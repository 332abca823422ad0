//! Conversion between human-readable amounts and integer base units.
//!
//! Input is checked strictly before it reaches `parse_units`, which would otherwise
//! truncate extra fractional digits and accept signed values.

use alloy::primitives::{
    utils::{format_units, parse_units},
    U256,
};

use crate::{constants::MAX_TOKEN_DECIMALS, models::AmountError};

fn invalid(amount: &str, reason: &str) -> AmountError {
    AmountError::InvalidAmount(amount.to_string(), reason.to_string())
}

/// Checks plain unsigned decimal notation and returns the trimmed amount.
fn check_notation(amount: &str, max_fraction_digits: u8) -> Result<&str, AmountError> {
    let trimmed = amount.trim();
    if trimmed.is_empty() {
        return Err(invalid(amount, "empty amount"));
    }
    if trimmed.starts_with('-') {
        return Err(invalid(amount, "negative amounts are not allowed"));
    }

    let (whole, fraction) = trimmed.split_once('.').unwrap_or((trimmed, ""));
    if whole.is_empty() && fraction.is_empty() {
        return Err(invalid(amount, "no digits"));
    }
    if !whole.bytes().all(|b| b.is_ascii_digit()) || !fraction.bytes().all(|b| b.is_ascii_digit())
    {
        return Err(invalid(amount, "not a decimal number"));
    }
    if fraction.len() > usize::from(max_fraction_digits) {
        return Err(invalid(
            amount,
            &format!("more than {max_fraction_digits} fractional digits"),
        ));
    }
    Ok(trimmed)
}

/// Validates the notation of an amount whose token decimals are not known yet.
pub fn validate_amount(amount: &str) -> Result<(), AmountError> {
    check_notation(amount, MAX_TOKEN_DECIMALS).map(|_| ())
}

/// Converts a human amount such as `"0.0032"` into base units (`amount * 10^decimals`).
///
/// Only plain unsigned decimal notation is accepted. Fractions longer than `decimals`
/// are rejected rather than truncated.
pub fn to_base_units(amount: &str, decimals: u8) -> Result<U256, AmountError> {
    if decimals > MAX_TOKEN_DECIMALS {
        return Err(AmountError::UnsupportedDecimals(decimals));
    }
    let checked = check_notation(amount, decimals)?;

    parse_units(checked, decimals)
        .map(|units| units.get_absolute())
        .map_err(|_| AmountError::Overflow(amount.to_string()))
}

/// Formats base units for display. Trailing fractional zeros are dropped and whole
/// numbers print without a decimal point.
pub fn to_human(base_units: U256, decimals: u8) -> String {
    match format_units(base_units, decimals) {
        Ok(formatted) if formatted.contains('.') => formatted
            .trim_end_matches('0')
            .trim_end_matches('.')
            .to_string(),
        Ok(formatted) => formatted,
        Err(_) => base_units.to_string(),
    }
}
//! Assets a swap can spend or receive.

use std::{fmt, str::FromStr};

use alloy::primitives::Address;
use serde::{Deserialize, Serialize};

use crate::{
    constants::{NATIVE_ALIASES, NATIVE_SENTINEL_ADDRESS},
    models::ConfigError,
};

/// Either the chain's native currency or an ERC-20 token.
///
/// A token's decimals may be supplied up front; when they are not, the executor
/// fetches them once through `decimals()` and reuses the value for the whole run.
#[derive(Debug, Clone, Copy, PartialEq, Eq, Hash, Serialize, Deserialize)]
pub enum Asset {
    Native,
    Token {
        address: Address,
        decimals: Option<u8>,
    },
}

impl Asset {
    pub fn token(address: Address) -> Self {
        Asset::Token {
            address,
            decimals: None,
        }
    }

    pub fn token_with_decimals(address: Address, decimals: u8) -> Self {
        Asset::Token {
            address,
            decimals: Some(decimals),
        }
    }

    pub fn is_native(&self) -> bool {
        matches!(self, Asset::Native)
    }

    /// Returns a copy with the given decimals; no-op for the native currency.
    pub fn with_decimals(self, decimals: u8) -> Self {
        match self {
            Asset::Native => Asset::Native,
            Asset::Token { address, .. } => Asset::token_with_decimals(address, decimals),
        }
    }
}

impl FromStr for Asset {
    type Err = ConfigError;

    fn from_str(s: &str) -> Result<Self, Self::Err> {
        let trimmed = s.trim();
        if NATIVE_ALIASES
            .iter()
            .any(|alias| trimmed.eq_ignore_ascii_case(alias))
            || trimmed.eq_ignore_ascii_case(NATIVE_SENTINEL_ADDRESS)
        {
            return Ok(Asset::Native);
        }

        trimmed
            .parse::<Address>()
            .map(Asset::token)
            .map_err(|_| ConfigError::InvalidAsset(s.to_string()))
    }
}

impl fmt::Display for Asset {
    fn fmt(&self, f: &mut fmt::Formatter<'_>) -> fmt::Result {
        match self {
            Asset::Native => write!(f, "native"),
            Asset::Token { address, .. } => write!(f, "{address}"),
        }
    }
}

#[cfg(test)]
mod tests {
    use super::*;
    use alloy::primitives::address;

    #[test]
    fn test_parse_native_aliases() {
        assert_eq!("native".parse::<Asset>().unwrap(), Asset::Native);
        assert_eq!("ETH".parse::<Asset>().unwrap(), Asset::Native);
        assert_eq!(
            "0xeeeeeeeeeeeeeeeeeeeeeeeeeeeeeeeeeeeeeeee"
                .parse::<Asset>()
                .unwrap(),
            Asset::Native
        );
    }

    #[test]
    fn test_parse_token_address() {
        let asset: Asset = " 0x742d35Cc6634C0532925a3b844Bc454e4438f44e "
            .parse()
            .unwrap();
        assert_eq!(
            asset,
            Asset::token(address!("742d35Cc6634C0532925a3b844Bc454e4438f44e"))
        );
        assert!(!asset.is_native());
    }

    #[test]
    fn test_parse_invalid_asset() {
        let err = "not-an-address".parse::<Asset>().unwrap_err();
        assert!(matches!(err, ConfigError::InvalidAsset(_)));
    }

    #[test]
    fn test_with_decimals() {
        let token = Asset::token(Address::repeat_byte(0x11)).with_decimals(6);
        assert_eq!(
            token,
            Asset::Token {
                address: Address::repeat_byte(0x11),
                decimals: Some(6)
            }
        );
        assert_eq!(Asset::Native.with_decimals(18), Asset::Native);
    }
}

┄┄┄┄┄┄

> [WHAT NEEDS TO BE DONE]: When you reach the line that contains "pub fn to_base_units(amount: &str, decimals: u8)", stop; that line and every line before it, from the very first line of the data, should be restated word for word.

> [TASK ANSWER]:
repository 332abca823422ad0
//! Conversion between human-readable amounts and integer base units.
//!
//! Input is checked strictly before it reaches `parse_units`, which would otherwise
//! truncate extra fractional digits and accept signed values.

use alloy::primitives::{
    utils::{format_units, parse_units},
    U256,
};

use crate::{constants::MAX_TOKEN_DECIMALS, models::AmountError};

fn invalid(amount: &str, reason: &str) -> AmountError {
    AmountError::InvalidAmount(amount.to_string(), reason.to_string())
}

/// Checks plain unsigned decimal notation and returns the trimmed amount.
fn check_notation(amount: &str, max_fraction_digits: u8) -> Result<&str, AmountError> {
    let trimmed = amount.trim();
    if trimmed.is_empty() {
        return Err(invalid(amount, "empty amount"));
    }
    if trimmed.starts_with('-') {
        return Err(invalid(amount, "negative amounts are not allowed"));
    }

    let (whole, fraction) = trimmed.split_once('.').unwrap_or((trimmed, ""));
    if whole.is_empty() && fraction.is_empty() {
        return Err(invalid(amount, "no digits"));
    }
    if !whole.bytes().all(|b| b.is_ascii_digit()) || !fraction.bytes().all(|b| b.is_ascii_digit())
    {
        return Err(invalid(amount, "not a decimal number"));
    }
    if fraction.len() > usize::from(max_fraction_digits) {
        return Err(invalid(
            amount,
            &format!("more than {max_fraction_digits} fractional digits"),
        ));
    }
    Ok(trimmed)
}

/// Validates the notation of an amount whose token decimals are not known yet.
pub fn validate_amount(amount: &str) -> Result<(), AmountError> {
    check_notation(amount, MAX_TOKEN_DECIMALS).map(|_| ())
}

/// Converts a human amount such as `"0.0032"` into base units (`amount * 10^decimals`).
///
/// Only plain unsigned decimal notation is accepted. Fractions longer than `decimals`
/// are rejected rather than truncated.
pub fn to_base_units(amount: &str, decimals: u8) -> Result<U256, AmountError> {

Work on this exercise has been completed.